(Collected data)
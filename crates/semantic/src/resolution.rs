// Copyright (c) 2025 woxQAQ
//
// Licensed under the MIT License or Apache License 2.0
// See LICENSE files for details
//
//! # Property path resolution
//!
//! Resolves a [`PropertyPath`] against the innermost scope of the resolution
//! context.
//!
//! ## Matching
//!
//! Every range class of the scope is tried three ways:
//!
//! - qualified by the range's alias or name (`a.I`), confidence 0
//! - qualified by schema and class name (`ecsql.PSA.I`), confidence 0
//! - unqualified (`I`), confidence 1
//!
//! SELECT aliases of the statement also match, with confidence 0. A class
//! range matches when the first remaining component names one of its
//! properties and any further components are members of that property. A
//! subquery or CTE range matches on its output column names.
//!
//! ## Choosing a match
//!
//! 1. An unqualified name that matches both a SELECT alias and a different
//!    local property is ambiguous.
//! 2. Within one scope (local or inherited), matches with a higher confidence
//!    value than the best are dropped, then matches with a longer resolved
//!    path than the shortest.
//! 3. Exactly one local match wins; with no local match, exactly one
//!    inherited match wins. Anything else is an error.
//!
//! Matches that go through a subquery, CTE or compound column are links to a
//! derived property. [`resolve_link`] gives that derived property the render
//! alias its references use.

use crate::context::ResolutionContext;
use crate::error::{SemanticError, SemanticResult};
use crate::scope::ScopeArg;
use crate::symbol::{RangeClassInfo, RangeSource};
use ecsql_ir::{
    Exp, ExpTree, NodeId, PropertyPath, PropertyTarget, RangeScope, ResolvedProperty, TypeInfo,
};
use std::collections::BTreeSet;
use std::sync::Arc;
use tracing::{debug, instrument};

/// Confidence of a qualified or alias match
const QUALIFIED: u8 = 0;
/// Confidence of an unqualified match
const UNQUALIFIED: u8 = 1;

/// A candidate resolution of a property path
#[derive(Debug, Clone, PartialEq)]
pub struct PropertyMatch {
    pub resolved: ResolvedProperty,
    /// Type of the addressed value, members applied
    pub type_info: TypeInfo,
    /// 0 for qualified and alias matches, 1 for unqualified ones
    pub confidence: u8,
    /// Owner label used in ambiguity messages
    pub origin: String,
}

impl PropertyMatch {
    fn is_alias(&self) -> bool {
        matches!(self.resolved.target, PropertyTarget::SelectAlias { .. })
    }

    fn same_target(&self, other: &PropertyMatch) -> bool {
        self.resolved.range == other.resolved.range && self.resolved.path.same_as(&other.resolved.path)
    }
}

/// One output column of a subquery or CTE
#[derive(Debug, Clone, PartialEq, Eq)]
pub struct OutputColumn {
    pub position: usize,
    /// Declared CTE column, alias, or the last component of a plain property
    pub name: Option<String>,
    pub derived: NodeId,
}

/// The `Selection` of the first branch of a statement
pub fn leading_selection(tree: &ExpTree, statement: NodeId) -> Option<NodeId> {
    match tree.kind(statement) {
        Exp::SelectStatement(_) => {
            let single = tree.child(statement, 0)?;
            tree.find_child(single, |k| matches!(k, Exp::Selection))
        }
        Exp::CommonTable { .. } => leading_selection(tree, *tree.children(statement).last()?),
        _ => None,
    }
}

/// Name a SELECT-list item is referenced by from outside its statement
pub fn derived_column_name(tree: &ExpTree, derived: NodeId) -> Option<String> {
    if let Some(alias) = tree
        .kind(derived)
        .as_derived_property()
        .and_then(|d| d.alias.clone())
    {
        return Some(alias);
    }
    let value = tree.child(derived, 0)?;
    let property = tree.kind(value).as_property_name()?;
    property.path.last().map(str::to_string)
}

/// Output columns of a subquery or CTE range; empty for class ranges
pub fn output_columns(tree: &ExpTree, range: &RangeClassInfo) -> Vec<OutputColumn> {
    let (statement, declared) = match &range.source {
        RangeSource::Class(_) => return Vec::new(),
        RangeSource::Subquery(statement) => (Some(*statement), Vec::new()),
        RangeSource::CommonTable(block) => {
            let declared = match tree.kind(*block) {
                Exp::CommonTableBlock(b) => b.columns.clone(),
                _ => Vec::new(),
            };
            (tree.child(*block, 0), declared)
        }
    };
    let Some(selection) = statement.and_then(|s| leading_selection(tree, s)) else {
        return Vec::new();
    };

    tree.children(selection)
        .iter()
        .enumerate()
        .map(|(position, &derived)| OutputColumn {
            position,
            name: declared
                .get(position)
                .cloned()
                .or_else(|| derived_column_name(tree, derived)),
            derived,
        })
        .collect()
}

▶ **Exercise instructions**
Read through the entries and copy every line that includes "single".

▶ **Answer to this exercise**
            let single = tree.child(statement, 0)?;
            tree.find_child(single, |k| matches!(k, Exp::Selection))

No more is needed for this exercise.